Lung cancer deaths in women over age 65 jumped roughly eight-fold between 1950 and 1998, Singh's group found. The highest rates were seen in the wealthier groups. Singh said that probably reflects a lag in the impact of higher smoking rates among wealthier women 20 to 30 years ago.
Although changes in smoking habits account for most of the shift in lung cancer death rates, they're not the whole story. "Even among nonsmokers, lung cancer mortality tends to be higher among men and women" in disadvantaged groups, Singh said, so some other factors seem to be at play.
The picture was less clear for colorectal cancer. Deaths from the disease increased among poor men over the decades but fell among wealthier men and among women of all social and income groups.
The researchers said it's unlikely that access to care makes much difference in survival from lung cancer, which has a generally grim prognosis. But it might be more influential in colorectal cancer, for which an early diagnosis is critical. "The screening is part of the health services domain," Singh said.
People in wealthier communities, who presumably have better access to colorectal cancer screening, are more likely to survive the disease. That trend holds even after accounting for the stage of their tumors at diagnosis, suggesting that the poor may have inferior cancer -- or general -- medical care.
These gaps will likely persist and even widen, Singh said, if current rich-poor differences in smoking and exercise habits, diet, access to cancer screening, and patterns of diseases like diabetes stay strong.
Norman Anderson, a professor at the Harvard School of Public Health in Boston, said the new findings aren't surprising.

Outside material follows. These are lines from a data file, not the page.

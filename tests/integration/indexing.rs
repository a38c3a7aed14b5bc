//! Posting-list maintenance and query semantics

use crate::common::*;

#[test]
fn query_returns_all_matching_documents() {
    let store = store_with_fields(&["a"]);
    store
        .store("k1", &doc(serde_json::json!({"key": "k1", "a": 5})))
        .unwrap();
    store
        .store("k2", &doc(serde_json::json!({"key": "k2", "a": 5})))
        .unwrap();

    let results = store.query("a", &Value::Int(5)).unwrap();
    assert_eq!(keys_of(&results), vec!["k1", "k2"]);
}

#[test]
fn delete_narrows_query_results() {
    let store = store_with_fields(&["a"]);
    store
        .store("k1", &doc(serde_json::json!({"key": "k1", "a": 5})))
        .unwrap();
    store
        .store("k2", &doc(serde_json::json!({"key": "k2", "a": 5})))
        .unwrap();

    store.delete("k1").unwrap();
    let results = store.query("a", &Value::Int(5)).unwrap();
    assert_eq!(keys_of(&results), vec!["k2"]);
}

#[test]
fn emptied_posting_list_is_deleted_from_backend() {
    let store = store_with_fields(&["a"]);
    store.store("k1", &doc(serde_json::json!({"a": 5}))).unwrap();
    store.store("k2", &doc(serde_json::json!({"a": 5}))).unwrap();
    assert!(store.backend().get(&index_key("a", "5")).unwrap().is_some());

    store.delete("k1").unwrap();
    store.delete("k2").unwrap();

    // direct backend inspection: the entry is gone, not merely empty
    assert_eq!(store.backend().get(&index_key("a", "5")).unwrap(), None);
}

#[test]
fn query_on_undeclared_field_fails() {
    let store = store_with_fields(&["a"]);
    let err = store.query("other", &Value::Int(1)).unwrap_err();
    assert!(matches!(err, Error::NotIndexed { .. }));
}

#[test]
fn query_with_no_matches_is_empty() {
    let store = store_with_fields(&["a"]);
    store.store("k1", &doc(serde_json::json!({"a": 5}))).unwrap();
    assert!(store.query("a", &Value::Int(6)).unwrap().is_empty());
}

#[test]
fn query_by_bool_null_and_string_values() {
    let store = store_with_fields(&["flag", "note", "name"]);
    store
        .store(
            "k1",
            &doc(serde_json::json!({"key": "k1", "flag": true, "note": null, "name": "Ada"})),
        )
        .unwrap();
    store
        .store(
            "k2",
            &doc(serde_json::json!({"key": "k2", "flag": false, "name": "Ada"})),
        )
        .unwrap();

    assert_eq!(keys_of(&store.query("flag", &Value::Bool(true)).unwrap()), vec!["k1"]);
    assert_eq!(keys_of(&store.query("flag", &Value::Bool(false)).unwrap()), vec!["k2"]);
    assert_eq!(keys_of(&store.query("note", &Value::Null).unwrap()), vec!["k1"]);
    assert_eq!(
        keys_of(&store.query("name", &Value::from("Ada")).unwrap()),
        vec!["k1", "k2"]
    );
}

#[test]
fn index_key_layout_on_the_wire() {
    let store = store_with_fields(&["name"]);
    store
        .store("k1", &doc(serde_json::json!({"name": "Ada"})))
        .unwrap();
    let raw = store
        .backend()
        .get(b"index:name:Ada")
        .unwrap()
        .expect("posting list under index:<field>:<bucket>");
    assert_eq!(raw, br#"["k1"]"#.to_vec());
}

#[test]
fn multiple_indexed_fields_update_independently() {
    let store = store_with_fields(&["a", "b"]);
    store
        .store("k1", &doc(serde_json::json!({"key": "k1", "a": 1, "b": "x"})))
        .unwrap();
    store
        .store("k2", &doc(serde_json::json!({"key": "k2", "a": 1})))
        .unwrap();

    assert_eq!(keys_of(&store.query("a", &Value::Int(1)).unwrap()), vec!["k1", "k2"]);
    assert_eq!(keys_of(&store.query("b", &Value::from("x")).unwrap()), vec!["k1"]);

    store.delete("k1").unwrap();
    assert_eq!(keys_of(&store.query("a", &Value::Int(1)).unwrap()), vec!["k2"]);
    assert!(store.query("b", &Value::from("x")).unwrap().is_empty());
}

#[test]
fn posting_order_is_first_insertion() {
    let store = store_with_fields(&["a"]);
    for key in ["z", "a", "m"] {
        store
            .store(key, &doc(serde_json::json!({"key": key, "a": 1})))
            .unwrap();
    }
    let raw = store.backend().get(&index_key("a", "1")).unwrap().unwrap();
    assert_eq!(raw, br#"["z","a","m"]"#.to_vec());
}

#[test]
fn restore_with_changed_value_leaves_old_posting() {
    // store only appends to posting lists; re-storing a key with a new
    // field value does not unregister the old pairing. The document
    // then answers queries for both values until it is deleted.
    let store = store_with_fields(&["a"]);
    store
        .store("k1", &doc(serde_json::json!({"key": "k1", "a": 5})))
        .unwrap();
    store
        .store("k1", &doc(serde_json::json!({"key": "k1", "a": 6})))
        .unwrap();

    assert_eq!(keys_of(&store.query("a", &Value::Int(5)).unwrap()), vec!["k1"]);
    assert_eq!(keys_of(&store.query("a", &Value::Int(6)).unwrap()), vec!["k1"]);

    // delete clears the posting for the *current* value only
    store.delete("k1").unwrap();
    assert!(store.query("a", &Value::Int(6)).unwrap().is_empty());
    assert!(store.backend().get(&index_key("a", "5")).unwrap().is_some());

    // the dangling posting is skipped best-effort, not surfaced
    assert!(store.query("a", &Value::Int(5)).unwrap().is_empty());
}

#[test]
fn float_and_int_field_values_bucket_separately() {
    let store = store_with_fields(&["n"]);
    store
        .store("ki", &doc(serde_json::json!({"key": "ki", "n": 3})))
        .unwrap();
    store
        .store("kf", &doc(serde_json::json!({"key": "kf", "n": 3.0})))
        .unwrap();

    assert_eq!(keys_of(&store.query("n", &Value::Int(3)).unwrap()), vec!["ki"]);
    assert_eq!(keys_of(&store.query("n", &Value::Float(3.0)).unwrap()), vec!["kf"]);
    assert!(store.backend().get(&index_key("n", "3")).unwrap().is_some());
    assert!(store.backend().get(&index_key("n", "3.0")).unwrap().is_some());
}
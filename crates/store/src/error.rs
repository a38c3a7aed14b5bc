//! Error types for the document store
//!
//! Codec and backend errors convert via `#[from]` and surface to the
//! caller unchanged; the store never logs-and-swallows an error except
//! the two documented best-effort skips in query and batch retrieval.

use folio_backend::BackendError;
use folio_codec::{EncodeError, SyntaxError};
use folio_core::FieldError;
use thiserror::Error;

/// Result type alias for store operations
pub type Result<T> = std::result::Result<T, Error>;

/// Errors surfaced by document store operations
#[derive(Debug, Error)]
pub enum Error {
    /// Stored or queried bytes failed to parse as JSON
    #[error("syntax error: {0}")]
    Syntax(#[from] SyntaxError),

    /// A value could not be rendered to JSON
    #[error("encode error: {0}")]
    Encode(#[from] EncodeError),

    /// Top-level document value is not an Object
    #[error("document must be an object, got {type_name}")]
    InvalidDocument {
        /// Shape of the rejected value
        type_name: &'static str,
    },

    /// No document under the requested key
    #[error("document not found: {key:?}")]
    NotFound {
        /// The requested document key
        key: String,
    },

    /// Query on a field that was not declared indexed
    #[error("field is not indexed: {field:?}")]
    NotIndexed {
        /// The undeclared field name
        field: String,
    },

    /// Invalid indexed field name at store construction
    #[error(transparent)]
    InvalidField(#[from] FieldError),

    /// BatchStore inputs of unequal length
    #[error("batch length mismatch: {keys} keys, {documents} documents")]
    BatchLengthMismatch {
        /// Number of keys supplied
        keys: usize,
        /// Number of documents supplied
        documents: usize,
    },

    /// Posting-list bytes that are not a JSON array of strings
    #[error("corrupt posting list under {key:?}")]
    CorruptIndex {
        /// Backend key of the damaged posting list
        key: String,
    },

    /// Error originating in the backend engine, propagated unchanged
    #[error("backend error: {0}")]
    Backend(#[from] BackendError),
}

impl Error {
    /// True for the not-found case, the one error callers routinely
    /// branch on.
    pub fn is_not_found(&self) -> bool {
        matches!(self, Error::NotFound { .. })
    }
}
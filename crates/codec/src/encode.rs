//! Canonical JSON serializer
//!
//! Every `Value` shape encodes, including `Int` (decimal digits) — so a
//! freshly decoded value can always be written back. Floats are printed
//! as the shortest fixed-point decimal that reparses to the same 64-bit
//! value, never in scientific notation, and always with a fractional
//! part (`1.0`, not `1`) so the Int/Float distinction survives a round
//! trip. The only values with no rendering are non-finite floats.
//!
//! Object keys are written in sorted order (the `BTreeMap` backing), so
//! two encodes of the same logical object are byte-identical. Earlier
//! writers of this format did not guarantee member order, and readers
//! never depended on it, so sorted output stays compatible.

use folio_core::Value;
use std::fmt::Write;
use thiserror::Error;

/// A value the encoder cannot render.
#[derive(Debug, Clone, PartialEq, Error)]
pub enum EncodeError {
    /// NaN and infinities have no JSON representation
    #[error("unsupported value: non-finite float {0}")]
    NonFiniteFloat(f64),
}

/// Encode a value to its canonical textual form.
pub fn encode(value: &Value) -> Result<String, EncodeError> {
    let mut out = String::new();
    encode_into(&mut out, value)?;
    Ok(out)
}

/// Append a value's canonical textual form to `out`.
///
/// On error, `out` may hold a partial prefix; callers that reuse buffers
/// should truncate before retrying.
pub fn encode_into(out: &mut String, value: &Value) -> Result<(), EncodeError> {
    match value {
        Value::Null => out.push_str("null"),
        Value::Bool(true) => out.push_str("true"),
        Value::Bool(false) => out.push_str("false"),
        Value::Int(i) => {
            let _ = write!(out, "{i}");
        }
        Value::Float(f) => write_float(out, *f)?,
        Value::String(s) => write_escaped(out, s),
        Value::Array(items) => {
            out.push('[');
            for (i, item) in items.iter().enumerate() {
                if i > 0 {
                    out.push(',');
                }
                encode_into(out, item)?;
            }
            out.push(']');
        }
        Value::Object(fields) => {
            out.push('{');
            let mut first = true;
            for (key, val) in fields {
                if !first {
                    out.push(',');
                }
                first = false;
                write_escaped(out, key);
                out.push(':');
                encode_into(out, val)?;
            }
            out.push('}');
        }
    }
    Ok(())
}

fn write_float(out: &mut String, f: f64) -> Result<(), EncodeError> {
    if !f.is_finite() {
        return Err(EncodeError::NonFiniteFloat(f));
    }
    // {:?} is the shortest decimal that reparses to the same bits, in
    // plain notation, keeping ".0" on integral values
    let _ = write!(out, "{f:?}");
    Ok(())
}

/// Escape per scalar value: the seven named escapes, `\uXXXX` for
/// controls and the U+2028/U+2029 line separators (they terminate
/// embedding contexts such as script tags), everything else verbatim.
fn write_escaped(out: &mut String, s: &str) {
    out.push('"');
    for ch in s.chars() {
        match ch {
            '"' => out.push_str("\\\""),
            '\\' => out.push_str("\\\\"),
            '\u{0008}' => out.push_str("\\b"),
            '\u{000C}' => out.push_str("\\f"),
            '\n' => out.push_str("\\n"),
            '\r' => out.push_str("\\r"),
            '\t' => out.push_str("\\t"),
            c if (c as u32) < 0x20 || c == '\u{2028}' || c == '\u{2029}' => {
                let _ = write!(out, "\\u{:04x}", c as u32);
            }
            c => out.push(c),
        }
    }
    out.push('"');
}
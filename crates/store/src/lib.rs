//! Document store for Folio
//!
//! This crate ties the codec and the backend together into the public
//! storage API:
//! - [`DocumentStore`]: store/retrieve/delete/query plus batch variants,
//!   each one backend transaction, under a single-writer/multi-reader
//!   lock
//! - [`bucket`]: field value → posting-list bucket identifier
//! - [`Error`]/[`Result`]: the error surface of every operation

#![warn(missing_docs)]
#![warn(clippy::all)]

pub mod bucket;
pub mod error;
mod posting;
pub mod store;

pub use bucket::bucket;
pub use error::{Error, Result};
pub use store::DocumentStore;
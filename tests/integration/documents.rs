//! Document lifecycle through the full stack

use crate::common::*;

#[test]
fn store_retrieve_roundtrip() {
    let store = store_with_fields(&[]);
    let document = doc(serde_json::json!({
        "id": "doc001",
        "data": {
            "name": "Example",
            "score": 42.5,
            "tags": ["test", "demo"],
            "active": true,
            "meta": null
        }
    }));
    store.store("doc001", &document).unwrap();
    assert_eq!(store.retrieve("doc001").unwrap(), document);
}

#[test]
fn retrieve_preserves_numeric_duality() {
    let store = store_with_fields(&[]);
    let document = doc(serde_json::json!({"int": 7, "float": 7.0}));
    store.store("k", &document).unwrap();

    let fetched = store.retrieve("k").unwrap();
    let fields = fetched.as_object().unwrap();
    assert_eq!(fields.get("int"), Some(&Value::Int(7)));
    assert_eq!(fields.get("float"), Some(&Value::Float(7.0)));
}

#[test]
fn retrieve_preserves_array_order() {
    let store = store_with_fields(&[]);
    let document = doc(serde_json::json!({"seq": [3, 1, 2, [4, 5]]}));
    store.store("k", &document).unwrap();
    assert_eq!(store.retrieve("k").unwrap(), document);
}

#[test]
fn unicode_content_survives_storage() {
    let store = store_with_fields(&[]);
    let document = doc(serde_json::json!({
        "name": "日本語",
        "emoji": "😀",
        "quoted": "say \"hi\"\n\tdone"
    }));
    store.store("k", &document).unwrap();
    assert_eq!(store.retrieve("k").unwrap(), document);
}

#[test]
fn retrieve_missing_fails_not_found() {
    let store = store_with_fields(&[]);
    assert!(store.retrieve("missing").unwrap_err().is_not_found());
}

#[test]
fn delete_missing_succeeds() {
    let store = store_with_fields(&[]);
    store.delete("missing").unwrap();
}

#[test]
fn delete_then_retrieve_fails() {
    let store = store_with_fields(&[]);
    store.store("k", &doc(serde_json::json!({"a": 1}))).unwrap();
    store.delete("k").unwrap();
    assert!(store.retrieve("k").unwrap_err().is_not_found());
}

#[test]
fn non_object_document_rejected() {
    let store = store_with_fields(&[]);
    let err = store.store("k", &Value::Array(vec![])).unwrap_err();
    assert!(matches!(err, Error::InvalidDocument { .. }));
}

#[test]
fn payload_bytes_use_document_prefix() {
    let store = store_with_fields(&[]);
    store.store("k1", &doc(serde_json::json!({"a": 1}))).unwrap();
    // wire layout: payload lives under doc:<key>
    let raw = store.backend().get(b"doc:k1").unwrap().expect("payload");
    assert_eq!(raw, br#"{"a":1}"#.to_vec());
}

#[test]
fn close_releases_backend() {
    let store = store_with_fields(&[]);
    store.store("k", &doc(serde_json::json!({"a": 1}))).unwrap();
    store.close().unwrap();
}
//! JSON codec for Folio
//!
//! A self-contained codec between raw bytes and [`folio_core::Value`]:
//!
//! - [`decode`]: single-pass recursive-descent parser. Every failure is a
//!   [`SyntaxError`] carrying the byte offset where parsing stopped.
//! - [`encode`]: canonical serializer. Object keys are emitted in sorted
//!   order, so encoding the same logical value always produces the same
//!   bytes.
//!
//! The codec is the storage format: the document store persists exactly
//! these bytes and decodes exactly this grammar. No serde machinery is
//! involved on this path.

#![warn(missing_docs)]
#![warn(clippy::all)]

pub mod decode;
pub mod encode;

pub use decode::{decode, SyntaxError};
pub use encode::{encode, encode_into, EncodeError};
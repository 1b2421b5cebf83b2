//! Stable content hashing for the embedded tile store.
//!
//! Goals:
//! - Use a stable, explicit hash (not std::DefaultHasher) so content keys are
//!   identical across toolchains/platforms and between ingest and serve.
//! - Record the scheme in MapInfos.key_scheme for forward compatibility.
//!
//! Collisions between distinct tiles map both coordinates to whichever content
//! was written first. That risk is accepted and not checked for.

use std::fmt;
use std::hash::Hasher;
use twox_hash::XxHash64;

use crate::consts::{CONTENT_KEY_LEN, CONTENT_PREFIX, KEY_SCHEME_XX64};

/// Content-key scheme used by a store.
/// Stored as u32 in MapInfos.
#[derive(Debug, Clone, Copy, PartialEq, Eq)]
pub enum KeyScheme {
    /// 64-bit xxhash of the tile bytes, seed=0.
    Xx64Seed0,
}

impl KeyScheme {
    pub fn to_u32(self) -> u32 {
        match self {
            KeyScheme::Xx64Seed0 => KEY_SCHEME_XX64,
        }
    }

    /// Parse from the stored code. Unknown codes return None.
    pub fn from_u32(code: u32) -> Option<Self> {
        match code {
            KEY_SCHEME_XX64 => Some(KeyScheme::Xx64Seed0),
            _ => None,
        }
    }
}

impl fmt::Display for KeyScheme {
    fn fmt(&self, f: &mut fmt::Formatter<'_>) -> fmt::Result {
        match self {
            KeyScheme::Xx64Seed0 => write!(f, "xxhash64(seed=0)"),
        }
    }
}

pub const KEY_SCHEME_DEFAULT: KeyScheme = KeyScheme::Xx64Seed0;

/// 64-bit stable hash of tile content.
pub fn content_hash64(data: &[u8]) -> u64 {
    let mut h = XxHash64::with_seed(0);
    h.write(data);
    h.finish()
}

/// Content key: [CONTENT_PREFIX][hash u64 BE].
pub fn content_key(data: &[u8]) -> [u8; CONTENT_KEY_LEN] {
    let mut out = [0u8; CONTENT_KEY_LEN];
    out[0] = CONTENT_PREFIX;
    out[1..].copy_from_slice(&content_hash64(data).to_be_bytes());
    out
}

/// Coordinate key: b't' + "z/x/y".
pub fn coord_key(z: u8, x: u64, y: u64) -> Vec<u8> {
    let mut k = Vec::with_capacity(24);
    k.push(crate::consts::TILES_URL_PREFIX);
    k.extend_from_slice(format!("{}/{}/{}", z, x, y).as_bytes());
    k
}
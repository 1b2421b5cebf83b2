//! Remote archive layer: PMTiles v3 header and directory codec, blob range
//! reads (file / HTTP) and the archive-backed tile store.

pub mod blob;
pub mod directory;
pub mod header;
pub mod reader;

pub use blob::{open_blob, BlobSource, FileBlob, HttpBlob};
pub use directory::{decode_directory, encode_directory, find_tile, DirectoryEntry};
pub use header::{decode_header, ArchiveHeader, Compression, TileType};
pub use reader::ArchiveReader;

"We have known for some time that lower socioeconomic status, whether measured on an individual level or an area level, is related to a wide array of adverse health outcomes." However, he said, it's one of the few studies to look at how these relationships change with time.
Anderson, a former associate director of the National Institutes of Health, said the results should prompt researchers and policy makers to look beyond the plight of the poor person to the health of the community in which he or she lives. Places, it appears, have a real and powerful effect on health.
Scientists have found, for example, that people of means who choose to live in disadvantaged neighborhoods have higher rates of early death than their same-class peers living in a wealthy area.
"We have to think about what is happening in these different socioeconomic neighborhoods," Anderson said. "We have to move upstream to the more fundamental causes of things like smoking and cancer."
Dr. Alvin Tarlov, executive director of the Texas Institute for Society and Population Health at Rice University in Houston, called the new findings "astonishing." And he agreed with Anderson that individual behavior can explain only a fraction of the effects on health of the community.
"The steep hierarchical social structures that are characteristic of American life are a serious risk factor for ill health," Tarlov said. "The penalty is not only for the people at the bottom, but it appears also to penalize the people at the top. There is something pervasive about the implications," he said.